Saved data entries »
----

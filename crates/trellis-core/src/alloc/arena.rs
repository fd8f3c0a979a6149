use crate::profiling::profile_function;
use std::num::NonZeroU64;

/// Generation-checked handle into an [`Arena`].
///
/// The upper 32 bits hold the slot generation, the lower 32 bits the slot
/// index plus one, so the handle is never zero and `Option<IndexSlot>` costs
/// nothing extra.
#[derive(Debug, Clone, Copy, PartialEq, Eq, PartialOrd, Ord, Hash)]
pub struct IndexSlot(NonZeroU64);

impl IndexSlot {
    pub fn new(generation: u32, idx: u32) -> Self {
        Self(NonZeroU64::MIN.saturating_add(((generation as u64) << 32) | idx as u64))
    }

    pub fn generation(&self) -> u32 {
        (self.0.get() >> 32) as u32
    }

    pub fn index(&self) -> u32 {
        (self.0.get() & u32::MAX as u64) as u32 - 1
    }
}

struct Entry<T> {
    generation: u32,
    data: Option<T>,
}

/// Slot arena whose handles go stale once their slot is freed.
///
/// Lookups through a stale handle return `None` instead of aliasing whatever
/// now lives in the reused slot.
pub struct Arena<T> {
    vec: Vec<Entry<T>>,
    free: Vec<u32>,
}

impl<T> Default for Arena<T> {
    fn default() -> Self {
        Self::new()
    }
}

impl<T> Arena<T> {
    pub const fn new() -> Self {
        Self {
            vec: Vec::new(),
            free: Vec::new(),
        }
    }

    pub fn insert(&mut self, data: T) -> IndexSlot {
        profile_function!();
        if let Some(idx) = self.free.pop()
            && let Some(entry) = self.vec.get_mut(idx as usize)
        {
            entry.data = Some(data);
            return IndexSlot::new(entry.generation, idx);
        }
        let idx = self.vec.len() as u32;
        self.vec.push(Entry {
            generation: 0,
            data: Some(data),
        });
        IndexSlot::new(0, idx)
    }

    fn entry(&self, slot: IndexSlot) -> Option<&Entry<T>> {
        self.vec
            .get(slot.index() as usize)
            .filter(|entry| entry.generation == slot.generation())
    }

    pub fn get(&self, slot: IndexSlot) -> Option<&T> {
        self.entry(slot).and_then(|entry| entry.data.as_ref())
    }

    pub fn get_mut(&mut self, slot: IndexSlot) -> Option<&mut T> {
        self.vec
            .get_mut(slot.index() as usize)
            .filter(|entry| entry.generation == slot.generation())
            .and_then(|entry| entry.data.as_mut())
    }

    pub fn contains(&self, slot: IndexSlot) -> bool {
        self.get(slot).is_some()
    }

    /// Free the slot and bump its generation. Stale handles yield `None`.
    pub fn remove(&mut self, slot: IndexSlot) -> Option<T> {
        profile_function!();
        let index = slot.index();
        let entry = self
            .vec
            .get_mut(index as usize)
            .filter(|entry| entry.generation == slot.generation())?;
        let data = entry.data.take()?;
        entry.generation = entry.generation.wrapping_add(1);
        self.free.push(index);
        Some(data)
    }

    pub fn len(&self) -> usize {
        self.vec.len() - self.free.len()
    }

    pub fn is_empty(&self) -> bool {
        self.len() == 0
    }

    pub fn iter(&self) -> impl Iterator<Item = (IndexSlot, &T)> + '_ {
        self.vec.iter().enumerate().filter_map(|(idx, entry)| {
            entry
                .data
                .as_ref()
                .map(|data| (IndexSlot::new(entry.generation, idx as u32), data))
        })
    }
}

static_assertions::assert_eq_size!(IndexSlot, Option<IndexSlot>);

#[cfg(test)]
mod tests {
    use super::*;

    #[test]
    fn test_arena_insert() {
        let mut arena = Arena::<u8>::new();
        let idx = arena.insert(15);
        assert_eq!(idx.generation(), 0);
        assert_eq!(idx.index(), 0);
        assert_eq!(arena.get(idx), Some(&15));
    }

    #[test]
    fn test_arena_stale_handle() {
        let mut arena = Arena::<u8>::new();
        let idx = arena.insert(15);
        assert_eq!(arena.remove(idx), Some(15));
        assert_eq!(arena.get(idx), None);
        assert_eq!(arena.remove(idx), None);
    }

    #[test]
    fn test_arena_slot_reuse() {
        let mut arena = Arena::<u8>::new();
        let idx = arena.insert(15);
        arena.remove(idx);
        let new_idx = arena.insert(45);
        assert_eq!(idx.index(), new_idx.index());
        assert_ne!(idx.generation(), new_idx.generation());
        assert_eq!(arena.get(idx), None);
        assert_eq!(arena.get(new_idx), Some(&45));
    }

    #[test]
    fn test_arena_iter_skips_free() {
        let mut arena = Arena::<u8>::new();
        let slots: Vec<_> = (0..100).map(|i| arena.insert(i)).collect();
        arena.remove(slots[0]);
        arena.remove(slots[1]);
        let collected: Vec<_> = arena.iter().map(|(_, v)| *v).collect();
        assert_eq!(collected.len(), 98);
        assert_eq!(arena.len(), 98);
        for (offset, value) in collected.iter().enumerate() {
            assert_eq!(*value as usize, offset + 2);
        }
    }
}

----

Task requirements » Write all the data out again, exactly.

The answer »
filename crates/trellis-core/src/alloc/arena.rs
repository fd8f3c0a979a6149
use crate::profiling::profile_function;
use std::num::NonZeroU64;

/// Generation-checked handle into an [`Arena`].
///
/// The upper 32 bits hold the slot generation, the lower 32 bits the slot
/// index plus one, so the handle is never zero and `Option<IndexSlot>` costs
/// nothing extra.
#[derive(Debug, Clone, Copy, PartialEq, Eq, PartialOrd, Ord, Hash)]
pub struct IndexSlot(NonZeroU64);

impl IndexSlot {
    pub fn new(generation: u32, idx: u32) -> Self {
        Self(NonZeroU64::MIN.saturating_add(((generation as u64) << 32) | idx as u64))
    }

    pub fn generation(&self) -> u32 {
        (self.0.get() >> 32) as u32
    }

    pub fn index(&self) -> u32 {
        (self.0.get() & u32::MAX as u64) as u32 - 1
    }
}

struct Entry<T> {
    generation: u32,
    data: Option<T>,
}

/// Slot arena whose handles go stale once their slot is freed.
///
/// Lookups through a stale handle return `None` instead of aliasing whatever
/// now lives in the reused slot.
pub struct Arena<T> {
    vec: Vec<Entry<T>>,
    free: Vec<u32>,
}

impl<T> Default for Arena<T> {
    fn default() -> Self {
        Self::new()
    }
}

impl<T> Arena<T> {
    pub const fn new() -> Self {
        Self {
            vec: Vec::new(),
            free: Vec::new(),
        }
    }

    pub fn insert(&mut self, data: T) -> IndexSlot {
        profile_function!();
        if let Some(idx) = self.free.pop()
            && let Some(entry) = self.vec.get_mut(idx as usize)
        {
            entry.data = Some(data);
            return IndexSlot::new(entry.generation, idx);
        }
        let idx = self.vec.len() as u32;
        self.vec.push(Entry {
            generation: 0,
            data: Some(data),
        });
        IndexSlot::new(0, idx)
    }

    fn entry(&self, slot: IndexSlot) -> Option<&Entry<T>> {
        self.vec
            .get(slot.index() as usize)
            .filter(|entry| entry.generation == slot.generation())
    }

    pub fn get(&self, slot: IndexSlot) -> Option<&T> {
        self.entry(slot).and_then(|entry| entry.data.as_ref())
    }

    pub fn get_mut(&mut self, slot: IndexSlot) -> Option<&mut T> {
        self.vec
            .get_mut(slot.index() as usize)
            .filter(|entry| entry.generation == slot.generation())
            .and_then(|entry| entry.data.as_mut())
    }

    pub fn contains(&self, slot: IndexSlot) -> bool {
        self.get(slot).is_some()
    }

    /// Free the slot and bump its generation. Stale handles yield `None`.
    pub fn remove(&mut self, slot: IndexSlot) -> Option<T> {
        profile_function!();
        let index = slot.index();
        let entry = self
            .vec
            .get_mut(index as usize)
            .filter(|entry| entry.generation == slot.generation())?;
        let data = entry.data.take()?;
        entry.generation = entry.generation.wrapping_add(1);
        self.free.push(index);
        Some(data)
    }

    pub fn len(&self) -> usize {
        self.vec.len() - self.free.len()
    }

    pub fn is_empty(&self) -> bool {
        self.len() == 0
    }

    pub fn iter(&self) -> impl Iterator<Item = (IndexSlot, &T)> + '_ {
        self.vec.iter().enumerate().filter_map(|(idx, entry)| {
            entry
                .data
                .as_ref()
                .map(|data| (IndexSlot::new(entry.generation, idx as u32), data))
        })
    }
}

static_assertions::assert_eq_size!(IndexSlot, Option<IndexSlot>);

#[cfg(test)]
mod tests {
    use super::*;

    #[test]
    fn test_arena_insert() {
        let mut arena = Arena::<u8>::new();
        let idx = arena.insert(15);
        assert_eq!(idx.generation(), 0);
        assert_eq!(idx.index(), 0);
        assert_eq!(arena.get(idx), Some(&15));
    }

    #[test]
    fn test_arena_stale_handle() {
        let mut arena = Arena::<u8>::new();
        let idx = arena.insert(15);
        assert_eq!(arena.remove(idx), Some(15));
        assert_eq!(arena.get(idx), None);
        assert_eq!(arena.remove(idx), None);
    }

    #[test]
    fn test_arena_slot_reuse() {
        let mut arena = Arena::<u8>::new();
        let idx = arena.insert(15);
        arena.remove(idx);
        let new_idx = arena.insert(45);
        assert_eq!(idx.index(), new_idx.index());
        assert_ne!(idx.generation(), new_idx.generation());
        assert_eq!(arena.get(idx), None);
        assert_eq!(arena.get(new_idx), Some(&45));
    }

    #[test]
    fn test_arena_iter_skips_free() {
        let mut arena = Arena::<u8>::new();
        let slots: Vec<_> = (0..100).map(|i| arena.insert(i)).collect();
        arena.remove(slots[0]);
        arena.remove(slots[1]);
        let collected: Vec<_> = arena.iter().map(|(_, v)| *v).collect();
        assert_eq!(collected.len(), 98);
        assert_eq!(arena.len(), 98);
        for (offset, value) in collected.iter().enumerate() {
            assert_eq!(*value as usize, offset + 2);
        }
    }
}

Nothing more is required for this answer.